══ The records ══

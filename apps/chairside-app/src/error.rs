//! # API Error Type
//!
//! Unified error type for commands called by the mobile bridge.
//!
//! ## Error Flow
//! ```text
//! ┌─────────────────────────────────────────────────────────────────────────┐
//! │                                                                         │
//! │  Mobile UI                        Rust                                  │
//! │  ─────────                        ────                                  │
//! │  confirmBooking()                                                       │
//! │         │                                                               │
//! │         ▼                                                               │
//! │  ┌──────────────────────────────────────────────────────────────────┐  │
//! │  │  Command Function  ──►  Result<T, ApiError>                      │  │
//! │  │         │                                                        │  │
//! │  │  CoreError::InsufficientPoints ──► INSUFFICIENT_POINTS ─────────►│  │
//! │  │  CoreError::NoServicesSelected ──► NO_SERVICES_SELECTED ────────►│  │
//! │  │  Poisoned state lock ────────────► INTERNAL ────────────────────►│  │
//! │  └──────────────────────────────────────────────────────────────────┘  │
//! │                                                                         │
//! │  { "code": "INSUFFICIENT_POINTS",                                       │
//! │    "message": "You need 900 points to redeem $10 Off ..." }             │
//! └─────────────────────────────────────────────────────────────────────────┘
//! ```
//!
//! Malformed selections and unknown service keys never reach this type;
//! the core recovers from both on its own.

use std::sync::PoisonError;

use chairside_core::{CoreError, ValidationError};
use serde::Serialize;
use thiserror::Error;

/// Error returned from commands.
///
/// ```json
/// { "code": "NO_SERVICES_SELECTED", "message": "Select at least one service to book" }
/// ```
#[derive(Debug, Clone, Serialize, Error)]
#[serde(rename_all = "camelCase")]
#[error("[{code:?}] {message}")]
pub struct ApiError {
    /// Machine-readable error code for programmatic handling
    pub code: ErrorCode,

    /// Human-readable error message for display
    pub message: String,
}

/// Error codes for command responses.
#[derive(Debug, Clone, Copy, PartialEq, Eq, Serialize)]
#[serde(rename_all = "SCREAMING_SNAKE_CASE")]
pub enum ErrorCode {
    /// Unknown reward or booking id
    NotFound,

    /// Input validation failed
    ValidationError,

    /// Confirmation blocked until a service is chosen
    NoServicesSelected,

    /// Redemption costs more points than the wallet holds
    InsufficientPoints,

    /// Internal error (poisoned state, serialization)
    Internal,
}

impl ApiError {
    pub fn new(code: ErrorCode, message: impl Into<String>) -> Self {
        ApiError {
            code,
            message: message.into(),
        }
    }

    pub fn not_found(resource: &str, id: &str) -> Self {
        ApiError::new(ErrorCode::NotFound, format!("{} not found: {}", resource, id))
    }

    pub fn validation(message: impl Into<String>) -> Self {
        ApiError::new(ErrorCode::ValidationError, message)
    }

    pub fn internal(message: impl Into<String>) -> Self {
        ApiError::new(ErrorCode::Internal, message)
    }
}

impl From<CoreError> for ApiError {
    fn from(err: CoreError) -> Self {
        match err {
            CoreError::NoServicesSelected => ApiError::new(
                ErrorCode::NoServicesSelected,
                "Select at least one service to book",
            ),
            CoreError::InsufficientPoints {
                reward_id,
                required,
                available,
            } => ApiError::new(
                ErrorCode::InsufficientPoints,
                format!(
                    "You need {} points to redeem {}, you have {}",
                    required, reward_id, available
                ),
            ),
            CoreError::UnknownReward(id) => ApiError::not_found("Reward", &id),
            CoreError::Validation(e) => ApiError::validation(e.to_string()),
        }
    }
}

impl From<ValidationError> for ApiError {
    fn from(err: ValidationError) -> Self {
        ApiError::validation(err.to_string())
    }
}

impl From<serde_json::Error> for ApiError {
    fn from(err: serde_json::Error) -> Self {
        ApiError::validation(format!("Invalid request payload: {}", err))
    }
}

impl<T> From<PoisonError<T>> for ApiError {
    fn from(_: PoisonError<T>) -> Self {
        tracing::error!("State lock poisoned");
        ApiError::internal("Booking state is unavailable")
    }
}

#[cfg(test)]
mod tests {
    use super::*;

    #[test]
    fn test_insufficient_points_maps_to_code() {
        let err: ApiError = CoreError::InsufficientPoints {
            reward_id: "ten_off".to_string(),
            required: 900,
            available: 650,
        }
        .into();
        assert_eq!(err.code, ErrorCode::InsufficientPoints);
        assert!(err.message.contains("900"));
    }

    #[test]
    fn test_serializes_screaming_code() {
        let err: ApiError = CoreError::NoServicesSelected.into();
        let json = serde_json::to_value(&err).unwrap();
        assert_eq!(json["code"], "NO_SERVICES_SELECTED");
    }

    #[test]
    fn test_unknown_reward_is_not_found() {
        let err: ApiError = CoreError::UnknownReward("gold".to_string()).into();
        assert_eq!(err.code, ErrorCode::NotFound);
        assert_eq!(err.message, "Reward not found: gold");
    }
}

═══
══ The records ══

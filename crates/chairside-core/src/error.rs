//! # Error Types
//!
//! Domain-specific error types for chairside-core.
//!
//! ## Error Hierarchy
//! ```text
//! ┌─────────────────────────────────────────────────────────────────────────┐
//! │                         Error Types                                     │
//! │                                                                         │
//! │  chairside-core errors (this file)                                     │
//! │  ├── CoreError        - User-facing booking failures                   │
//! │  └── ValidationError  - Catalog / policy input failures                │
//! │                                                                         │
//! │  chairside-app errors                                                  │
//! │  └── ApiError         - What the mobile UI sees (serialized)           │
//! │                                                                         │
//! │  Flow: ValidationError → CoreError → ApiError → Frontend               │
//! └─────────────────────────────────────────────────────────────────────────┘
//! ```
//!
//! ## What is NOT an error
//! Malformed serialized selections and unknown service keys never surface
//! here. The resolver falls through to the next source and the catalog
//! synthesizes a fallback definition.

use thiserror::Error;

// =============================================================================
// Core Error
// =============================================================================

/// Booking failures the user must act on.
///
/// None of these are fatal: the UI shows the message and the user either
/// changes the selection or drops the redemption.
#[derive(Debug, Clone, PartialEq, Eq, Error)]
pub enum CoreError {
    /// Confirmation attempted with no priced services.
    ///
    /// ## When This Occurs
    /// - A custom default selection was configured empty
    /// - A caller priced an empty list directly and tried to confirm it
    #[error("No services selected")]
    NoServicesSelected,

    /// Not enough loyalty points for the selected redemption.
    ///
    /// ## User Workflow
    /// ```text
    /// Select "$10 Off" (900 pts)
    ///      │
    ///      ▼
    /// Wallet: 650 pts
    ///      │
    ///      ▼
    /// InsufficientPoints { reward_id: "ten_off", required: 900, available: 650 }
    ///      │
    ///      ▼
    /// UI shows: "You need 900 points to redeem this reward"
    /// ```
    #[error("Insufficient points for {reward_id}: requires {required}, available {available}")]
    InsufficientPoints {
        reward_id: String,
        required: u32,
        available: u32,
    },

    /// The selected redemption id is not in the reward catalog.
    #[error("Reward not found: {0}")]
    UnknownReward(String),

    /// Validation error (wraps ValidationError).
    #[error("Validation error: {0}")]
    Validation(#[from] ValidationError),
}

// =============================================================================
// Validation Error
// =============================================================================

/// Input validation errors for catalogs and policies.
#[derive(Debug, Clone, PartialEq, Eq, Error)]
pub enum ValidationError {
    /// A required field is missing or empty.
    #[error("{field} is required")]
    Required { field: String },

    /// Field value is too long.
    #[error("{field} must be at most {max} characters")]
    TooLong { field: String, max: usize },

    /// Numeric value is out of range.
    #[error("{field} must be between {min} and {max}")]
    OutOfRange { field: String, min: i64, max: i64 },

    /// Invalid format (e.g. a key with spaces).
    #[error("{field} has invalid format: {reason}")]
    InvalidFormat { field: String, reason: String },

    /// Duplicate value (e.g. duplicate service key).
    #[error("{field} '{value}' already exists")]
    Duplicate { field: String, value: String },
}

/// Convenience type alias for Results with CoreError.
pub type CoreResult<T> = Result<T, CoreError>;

═══

» Work to complete
Your response should be each line that includes the word "redeem", copied from the records.

» Answer to this problem
//! │    "message": "You need 900 points to redeem $10 Off ..." }             │
                    "You need {} points to redeem {}, you have {}",
    /// UI shows: "You need 900 points to redeem this reward"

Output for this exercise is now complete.